Directions: Search the records for "FrequencyCounters" and copy each line that holds it.

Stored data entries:
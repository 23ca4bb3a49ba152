// Copyright 2025 Ramble Contributors
//
// Licensed under the Apache License, Version 2.0 (the "License");
// you may not use this file except in compliance with the License.
// You may obtain a copy of the License at
//
//     http://www.apache.org/licenses/LICENSE-2.0
//
// Unless required by applicable law or agreed to in writing, software
// distributed under the License is distributed on an "AS IS" BASIS,
// WITHOUT WARRANTIES OR CONDITIONS OF ANY KIND, either express or implied.
// See the License for the specific language governing permissions and
// limitations under the License.

//! The interpreter engine
//!
//! `execute` is one recursive function dispatching on the shadow node
//! kind. The returned domain word doubles as the internal control signal:
//! a falsy return stops the enclosing tuple loop or sequence, fatal
//! failures travel as errors. Statement-level control runs on the calling
//! thread; `Parallel*` tuple loops partition their tuples into
//! `threads × oversubscription` chunks and fan them across the engine's
//! rayon pool, each worker owning a cloned context.

use std::sync::atomic::{AtomicI64, AtomicUsize, Ordering};
use std::sync::Arc;
use std::time::Instant;

use parking_lot::Mutex;
use rayon::prelude::*;
use rustc_hash::FxHashMap;

use crate::config::EngineConfig;
use crate::core::{
    as_float, as_unsigned, from_float, from_unsigned, is_true, truth, tuple_from, Error, RamDomain,
    RamFloat, RamUnsigned, RecordTable, Result, SymbolTable, Tuple, MAX_SIGNED, MIN_SIGNED,
    NIL_RECORD,
};
use crate::io::IoRegistry;
use crate::profile::{FrequencyCounters, ProfileSink, ReadCounters};
use crate::ram::{
    AggregateOp, ConstraintOp, FunctorOp, NestedOp, Operation, Program, Statement, TypeAttribute,
};
use crate::relation::{ExternalSource, IndexView, Relation, RelationKind};

use super::context::Context;
use super::functors::{FunctorArg, FunctorHandle, FunctorRegistry, FunctorResult};
use super::generator::Generator;
use super::regex_cache::RegexCache;
use super::shadow::{
    ShadowAggregator, ShadowNode, SuperInstruction, ViewContext, ViewInfo,
};

/// Configures and constructs an [`Engine`].
pub struct EngineBuilder {
    program: Program,
    config: EngineConfig,
    functors: FunctorRegistry,
    io: IoRegistry,
    sources: FxHashMap<String, Arc<dyn ExternalSource>>,
}

impl EngineBuilder {
    pub fn new(program: Program, config: EngineConfig) -> Self {
        EngineBuilder {
            program,
            config,
            functors: FunctorRegistry::new(),
            io: IoRegistry::with_defaults(),
            sources: FxHashMap::default(),
        }
    }

    /// Replace the functor registry.
    pub fn functors(mut self, functors: FunctorRegistry) -> Self {
        self.functors = functors;
        self
    }

    /// Register the authoritative source of a shadow relation.
    pub fn external_source(
        mut self,
        relation: impl Into<String>,
        source: Arc<dyn ExternalSource>,
    ) -> Self {
        self.sources.insert(relation.into(), source);
        self
    }

    /// Replace the IO registry.
    pub fn io(mut self, io: IoRegistry) -> Self {
        self.io = io;
        self
    }

    /// Create the relations, resolve functors, and lower the program.
    pub fn finish(self) -> Result<Engine> {
        let EngineBuilder {
            program,
            config,
            functors,
            io,
            sources,
        } = self;

        let num_threads = config.resolved_threads();
        let pool = rayon::ThreadPoolBuilder::new()
            .num_threads(num_threads)
            .build()
            .map_err(|e| Error::internal(format!("thread pool construction failed: {e}")))?;

        let symbols = Arc::new(SymbolTable::new());
        let records = Arc::new(RecordTable::new());

        let mut relations = Vec::with_capacity(program.relations.len());
        let mut rel_ids = FxHashMap::default();
        for (idx, decl) in program.relations.iter().enumerate() {
            if rel_ids.insert(decl.name.clone(), idx).is_some() {
                return Err(Error::DuplicateRelation(decl.name.clone()));
            }
            let source = sources.get(&decl.name).cloned();
            relations.push(Arc::new(Relation::create(
                decl,
                program.orders_for(decl),
                source,
            )?));
        }

        let profiler = match &config.profile_path {
            Some(path) => ProfileSink::to_file(path.clone()),
            None => ProfileSink::disabled(),
        };
        let freq_enabled = profiler.is_enabled() && config.profile_frequency;

        let generator = Generator::new(&rel_ids, &functors, &symbols, freq_enabled);
        let main = generator.generate(&program.main)?;
        let mut subroutines = FxHashMap::default();
        for (name, body) in &program.subroutines {
            subroutines.insert(name.clone(), generator.generate(body)?);
        }

        let frequencies = FrequencyCounters::new();
        if freq_enabled {
            let mut keys = Vec::new();
            collect_profile_texts(&program.main, &mut keys);
            for body in program.subroutines.values() {
                collect_profile_texts(body, &mut keys);
            }
            for key in keys {
                frequencies.register(&key);
            }
        }

        let reads = ReadCounters::new();
        let mut relation_count = 0;
        if profiler.is_enabled() {
            for decl in &program.relations {
                if !decl.name.starts_with('@') {
                    relation_count += 1;
                    reads.register(&decl.name);
                }
            }
        } else {
            relation_count = program
                .relations
                .iter()
                .filter(|d| !d.name.starts_with('@'))
                .count();
        }

        let mut rule_count = 0;
        count_queries(&program.main, &mut rule_count);
        for body in program.subroutines.values() {
            count_queries(body, &mut rule_count);
        }

        Ok(Engine {
            config,
            num_threads,
            pool,
            relations,
            rel_ids,
            symbols,
            records,
            io,
            main,
            subroutines,
            regex_cache: RegexCache::new(),
            counter: AtomicI64::new(0),
            iteration: AtomicUsize::new(0),
            frequencies,
            reads,
            profiler,
            current_rule: Mutex::new(String::new()),
            relation_count,
            rule_count,
        })
    }
}

/// The tree-walking evaluator of a lowered RAM program.
pub struct Engine {
    config: EngineConfig,
    num_threads: usize,
    pool: rayon::ThreadPool,
    relations: Vec<Arc<Relation>>,
    rel_ids: FxHashMap<String, usize>,
    symbols: Arc<SymbolTable>,
    records: Arc<RecordTable>,
    io: IoRegistry,
    main: ShadowNode,
    subroutines: FxHashMap<String, ShadowNode>,
    regex_cache: RegexCache,
    /// `AutoIncrement` counter.
    counter: AtomicI64,
    /// Current loop iteration, saved and restored around nested loops.
    iteration: AtomicUsize,
    frequencies: FrequencyCounters,
    reads: ReadCounters,
    profiler: ProfileSink,
    /// Active rule message set by `DebugInfo`.
    current_rule: Mutex<String>,
    relation_count: usize,
    rule_count: usize,
}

Task solution:
use crate::profile::{FrequencyCounters, ProfileSink, ReadCounters};
        let frequencies = FrequencyCounters::new();
    frequencies: FrequencyCounters,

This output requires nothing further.